Glossary
Humanoid robots in plain words
Every technical term about humanoid robots, explained in a sentence or two — no jargon. Because you shouldn't need an engineering degree to understand what you're buying.
21 terms explained
Use
- Battery life
- How long a robot lasts before it needs recharging. Count 2 h for an entry model, up to 8 h for the most enduring. Caveat: manufacturer figures are measured walking, not under heavy effort.
- Cobot
- Short for 'collaborative robot'. Built to share space with humans without a safety cage: it limits its force and stops at the slightest contact. Most domestic humanoids aim for this behaviour.
- Humanoid robot
- A robot designed to resemble a human body — two arms, two legs, a head — so it can move through our spaces (homes, factories) and use our tools. Different from a fixed robotic arm or a wheeled robot.
- Payload
- The weight a robot can lift and carry without straining. A domestic model handles 3-5 kg (a laundry basket), an industrial one up to 20 kg (a heavy box). A decisive criterion depending on your use.
- Teleoperation
- Having the robot perform a task by controlling it from a distance (gloves, VR headset, controller). Many impressive demos are in fact teleoperated: the robot isn't acting alone, a human is guiding it. Worth knowing before you're wowed.
Technical
- Actuator
- The motor that drives each of the robot's joints — the equivalent of a muscle. Actuator quality determines the force, smoothness and quietness of movement. It's also the part most likely to wear out.
- Biped
- Describes a robot that moves on two legs. It's what defines a humanoid — and also its biggest technical challenge: balancing upright is far harder than rolling on wheels.

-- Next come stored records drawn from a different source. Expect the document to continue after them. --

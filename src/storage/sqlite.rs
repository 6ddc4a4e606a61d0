use anyhow::Context;
use chrono::Utc;
use entities::kv_entry;
use migration::MigratorTrait;
use sea_orm::{
    ActiveValue::Set, Database, DatabaseConnection, EntityTrait, sea_query::OnConflict,
};

use super::DurableStore;

/// `DurableStore` on a sqlite `kv_entry` table.
#[derive(Clone)]
pub struct SqliteStore {
    db: DatabaseConnection,
}

impl SqliteStore {
    /// Connect and bring the schema up to date.
    pub async fn open(connection_string: &str) -> anyhow::Result<Self> {
        let db = Database::connect(connection_string)
            .await
            .with_context(|| "Failed to connect to database")?;
        migration::Migrator::up(&db, None)
            .await
            .with_context(|| "Failed to run database migrations")?;
        tracing::debug!(%connection_string, "opened sqlite store");
        Ok(Self { db })
    }
}

#[async_trait::async_trait]
impl DurableStore for SqliteStore {
    #[tracing::instrument(level = "debug", skip(self))]
    async fn get(&self, key: &str) -> anyhow::Result<Option<String>> {
        let row = kv_entry::Entity::find_by_id(key.to_string())
            .one(&self.db)
            .await
            .with_context(|| format!("Failed to read key {key}"))?;
        Ok(row.map(|m| m.value))
    }

    #[tracing::instrument(level = "debug", skip(self, value), fields(len = value.len()))]
    async fn set(&self, key: &str, value: &str) -> anyhow::Result<()> {
        let entry = kv_entry::ActiveModel {
            key: Set(key.to_string()),
            value: Set(value.to_string()),
            updated_at: Set(Utc::now()),
        };
        kv_entry::Entity::insert(entry)
            .on_conflict(
                OnConflict::column(kv_entry::Column::Key)
                    .update_columns([kv_entry::Column::Value, kv_entry::Column::UpdatedAt])
                    .to_owned(),
            )
            .exec_without_returning(&self.db)
            .await
            .with_context(|| format!("Failed to write key {key}"))?;
        Ok(())
    }

    #[tracing::instrument(level = "debug", skip(self))]
    async fn remove(&self, key: &str) -> anyhow::Result<()> {
        kv_entry::Entity::delete_by_id(key.to_string())
            .exec(&self.db)
            .await
            .with_context(|| format!("Failed to remove key {key}"))?;
        Ok(())
    }
}
//! The client-side course shelf: owned courses with progress, bookmarks, and
//! reconciliation of progress against the lesson API.
//!
//! [`Shelf::open`] builds the three services, hydrates both stores and hands
//! back shared handles. Consumers hold an `Arc` to whichever part they need.

mod persisted;

pub mod owned;
pub mod reconcile;
pub mod saved;

use std::sync::Arc;

pub use owned::{OWNED_COURSES_KEY, OwnedCourses, OwnershipToken};
pub use persisted::Hydrated;
pub use reconcile::{ReconcileOutcome, Reconciler, SyncState};
pub use saved::{SAVED_COURSES_KEY, SavedCourses};

use crate::lesson_client::LessonGateway;
use crate::storage::DurableStore;

#[derive(Debug, Clone, Copy, Default)]
pub struct ShelfOptions {
    /// Install the demo courses on first run.
    pub seed_demo: bool,
}

#[derive(Clone)]
pub struct Shelf {
    owned: Arc<OwnedCourses>,
    saved: Arc<SavedCourses>,
    reconciler: Arc<Reconciler>,
}

impl Shelf {
    /// Build the shelf and hydrate both stores. Returns once both are ready.
    #[tracing::instrument(level = "debug", skip_all)]
    pub async fn open(
        store: Arc<dyn DurableStore>,
        gateway: Arc<dyn LessonGateway>,
        options: ShelfOptions,
    ) -> Self {
        let owned = Arc::new(OwnedCourses::new(store.clone()).with_demo_seed(options.seed_demo));
        let saved = Arc::new(SavedCourses::new(store));
        tokio::join!(owned.hydrate(), saved.hydrate());
        let reconciler = Arc::new(Reconciler::new(owned.clone(), gateway));
        Shelf {
            owned,
            saved,
            reconciler,
        }
    }

    pub fn owned(&self) -> &Arc<OwnedCourses> {
        &self.owned
    }

    pub fn saved(&self) -> &Arc<SavedCourses> {
        &self.saved
    }

    pub fn reconciler(&self) -> &Arc<Reconciler> {
        &self.reconciler
    }

    pub fn is_ready(&self) -> bool {
        self.owned.is_ready() && self.saved.is_ready()
    }
}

- DOF (degrees of freedom)
- DOF stands for degrees of freedom — the number of joints that move independently. The more there are, the more supple and precise the robot's movements. A modern humanoid has 20 to 30.
- Firmware / OTA update
- Firmware is the base software that runs the robot. 'OTA' (over-the-air) updates add new capabilities over the internet without taking the robot back to the shop — like your smartphone. So a robot keeps improving after purchase.
- Gripper / hand
- The device at the end of the arm that picks up objects: an articulated multi-finger hand or a simple claw. The finer it is, the more delicate the objects the robot can handle (an egg, a glass) — a real technical challenge.
- LiDAR
- A sensor that fires laser beams to measure distances and map space in 3D. It helps the robot avoid obstacles and find its way around a room, even in the dark. Like a bat, but with light.
- Onboard AI
- The software 'brain' that lets the robot understand its surroundings, recognise objects and decide its actions without being driven. The more advanced it is, the more autonomous the robot — the fastest-moving area of the field.
- Quadruped
- A robot that moves on four legs, like a dog. More stable than a biped, it's mainly used for inspection and surveillance. Not a humanoid in the strict sense, but it lives in the same world.
- SDK
- Software Development Kit: the set of tools a manufacturer provides to build your own programs and tasks. An open SDK (as with Unitree) is an asset for R&D and education. Some makers, by contrast, lock it down.
Buying & cost
- CE marking
- The 'CE' mark is the manufacturer's declaration that its product complies with European safety rules. It's not a quality label, but an important legal guarantee — especially for a machine walking around your home.
- Customs duties
- A tax levied when a product enters the European Union, calculated as a percentage of its value. For robots: 0 % from the US, 3.7 % from China. It is added to the price before VAT.
- Depreciation
- For a business, spreading the cost of a durable asset (like a robot) as charges over its useful life, typically 3 to 5 years. Each year, a portion reduces taxable profit, hence tax. See our business tax guide.
- HS code (customs)
- The 'Harmonised System' is a global nomenclature that files each product into a category to compute customs duties. Lacking a dedicated code, humanoids are often classified under 8479.89 ('machines with individual functions').
- Leasing
- A long-term rental (24 to 36 months) often with the option to buy the robot at the end. Payments are deductible for a business. It has become the #1 way to access expensive models without tying up capital.
- RaaS (Robot as a Service)
- Robot as a Service: instead of buying the robot, you pay a monthly subscription covering the machine, maintenance, updates and support. The 'Netflix' model for robots, popularised by 1X NEO. See also leasing.
- VAT
- Value Added Tax, 20 % in France, added to the sale price. A private individual pays it for good; a VAT-registered business recovers it. Often the biggest extra-cost item for a private buyer.